Without a doubt, the ‘creme de la ’crème’ of Fabergé’s creations are its bespoke objet d’art creations. Special commissions and gift-giving are cherished traditions at the very heart of Carl’s Fabergé. The Spirit of Ecstasy Fabergé Egg is the standout example here. As the name suggests, it was created in collaboration with Rolls-Royce in 2018.

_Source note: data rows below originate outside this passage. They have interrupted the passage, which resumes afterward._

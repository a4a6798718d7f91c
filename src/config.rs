//! Client configuration.
//!
//! [`ClientConfig`] is built once and shared read-only by every call the
//! client makes.

use crate::error::{AnalysisError, Result};
use crate::timeout::Timeouts;
use crate::transport::RetryPolicy;
use std::time::Duration;

/// Base URL used when nothing else is configured.
pub const DEFAULT_BASE_URL: &str = "http://localhost:5000/api";

/// Environment variable read by [`ClientConfig::from_env`].
pub const BASE_URL_ENV: &str = "HEAT_ANALYSIS_API_URL";

/// Default public geocoding endpoint.
pub const DEFAULT_GEOCODER_URL: &str = "https://nominatim.openstreetmap.org";

/// Settings for talking to the analysis service.
///
/// # Example
///
/// ```
/// use heat_analysis_client::config::ClientConfig;
/// use heat_analysis_client::transport::RetryPolicy;
///
/// let config = ClientConfig::builder("http://analysis.internal:5000/api/")
///     .retry(RetryPolicy::standard().with_max_attempts(5))
///     .build();
/// assert_eq!(config.base_url, "http://analysis.internal:5000/api");
/// assert!(config.validate().is_ok());
/// ```
#[derive(Debug, Clone, PartialEq)]
pub struct ClientConfig {
    /// Service root, without a trailing slash.
    pub base_url: String,
    /// Per-call deadlines.
    pub timeouts: Timeouts,
    /// Retry policy for analysis submission. Other calls are not retried.
    pub retry: RetryPolicy,
    /// `User-Agent` sent with every request, including geocoding.
    pub user_agent: String,
    /// Root of the geocoding service.
    pub geocoder_url: String,
}

impl Default for ClientConfig {
    fn default() -> Self {
        Self::builder(DEFAULT_BASE_URL).build()
    }
}

impl ClientConfig {
    pub fn builder(base_url: impl Into<String>) -> ClientConfigBuilder {
        ClientConfigBuilder {
            base_url: base_url.into(),
            timeouts: None,
            retry: None,
            user_agent: None,
            geocoder_url: None,
        }
    }

    /// Read the base URL from `HEAT_ANALYSIS_API_URL`, falling back to
    /// [`DEFAULT_BASE_URL`] when unset or blank.
    pub fn from_env() -> Self {
        Self::from_env_value(std::env::var(BASE_URL_ENV).ok())
    }

    fn from_env_value(value: Option<String>) -> Self {
        let base_url = value
            .map(|v| v.trim().to_string())
            .filter(|v| !v.is_empty())
            .unwrap_or_else(|| DEFAULT_BASE_URL.to_string());
        Self::builder(base_url).build()
    }

    /// Check the settings for values no client could run with.
    pub fn validate(&self) -> Result<()> {
        if self.base_url.is_empty() {
            return Err(AnalysisError::InvalidConfig("base URL is empty".into()));
        }
        if self.retry.max_attempts == 0 {
            return Err(AnalysisError::InvalidConfig(
                "retry policy needs at least one attempt".into(),
            ));
        }
        if self.retry.multiplier.is_nan() || self.retry.multiplier < 1.0 {
            return Err(AnalysisError::InvalidConfig(format!(
                "backoff multiplier must be at least 1.0, got {}",
                self.retry.multiplier
            )));
        }
        Ok(())
    }
}

/// Builder for [`ClientConfig`].
#[derive(Debug)]
pub struct ClientConfigBuilder {
    base_url: String,
    timeouts: Option<Timeouts>,
    retry: Option<RetryPolicy>,
    user_agent: Option<String>,
    geocoder_url: Option<String>,
}

impl ClientConfigBuilder {
    /// Replace all deadlines at once.
    pub fn timeouts(mut self, timeouts: Timeouts) -> Self {
        self.timeouts = Some(timeouts);
        self
    }

    /// Deadline of one submission attempt. Default: 300 seconds.
    pub fn submit_timeout(mut self, deadline: Duration) -> Self {
        self.timeouts.get_or_insert_with(Timeouts::default).submit = deadline;
        self
    }

    /// Submission retry policy. Default: [`RetryPolicy::standard()`].
    pub fn retry(mut self, policy: RetryPolicy) -> Self {
        self.retry = Some(policy);
        self
    }

    pub fn user_agent(mut self, user_agent: impl Into<String>) -> Self {
        self.user_agent = Some(user_agent.into());
        self
    }

    /// Geocoding service root. Default: [`DEFAULT_GEOCODER_URL`].
    pub fn geocoder_url(mut self, url: impl Into<String>) -> Self {
        self.geocoder_url = Some(url.into());
        self
    }

    pub fn build(self) -> ClientConfig {
        ClientConfig {
            base_url: normalize_base_url(&self.base_url),
            timeouts: self.timeouts.unwrap_or_default(),
            retry: self.retry.unwrap_or_else(RetryPolicy::standard),
            user_agent: self.user_agent.unwrap_or_else(|| {
                concat!(env!("CARGO_PKG_NAME"), "/", env!("CARGO_PKG_VERSION")).to_string()
            }),
            geocoder_url: normalize_base_url(
                self.geocoder_url.as_deref().unwrap_or(DEFAULT_GEOCODER_URL),
            ),
        }
    }
}

fn normalize_base_url(url: &str) -> String {
    url.trim().trim_end_matches('/').to_string()
}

Standing 160mm tall and weighing 400g, the egg rests on an engine-turned, hand-engraved, purple enamel guilloché base of 18 karat white gold. Emanating from the base are twelve arms which outlines the silhouette of the egg and forms a protective outer cover for the emblem within. The bottom half of the twelve vanes are in polished rose gold and embellished with nearly 10 carats of round white diamonds. This gives way to natural amethyst, weighing over 390 carats, and specially selected for its purple colour saturation. By moving a discreet lever at the base, a highly complex mechanism causes the arms to open like a blossoming flower to reveal the Spirit of Ecstasy hand-sculpted in frosted rock crystal.
The resurrection of the Fabergé brand, as promised in the mission statement, has gone from strength to strength over the past decade under the stewardship of CEO Sean Gilbertson. Now, with such a rich array of precious materials at its disposal, and with advisers so deeply entrenched in Fabergé’s legacy, the outlook is positive indeed.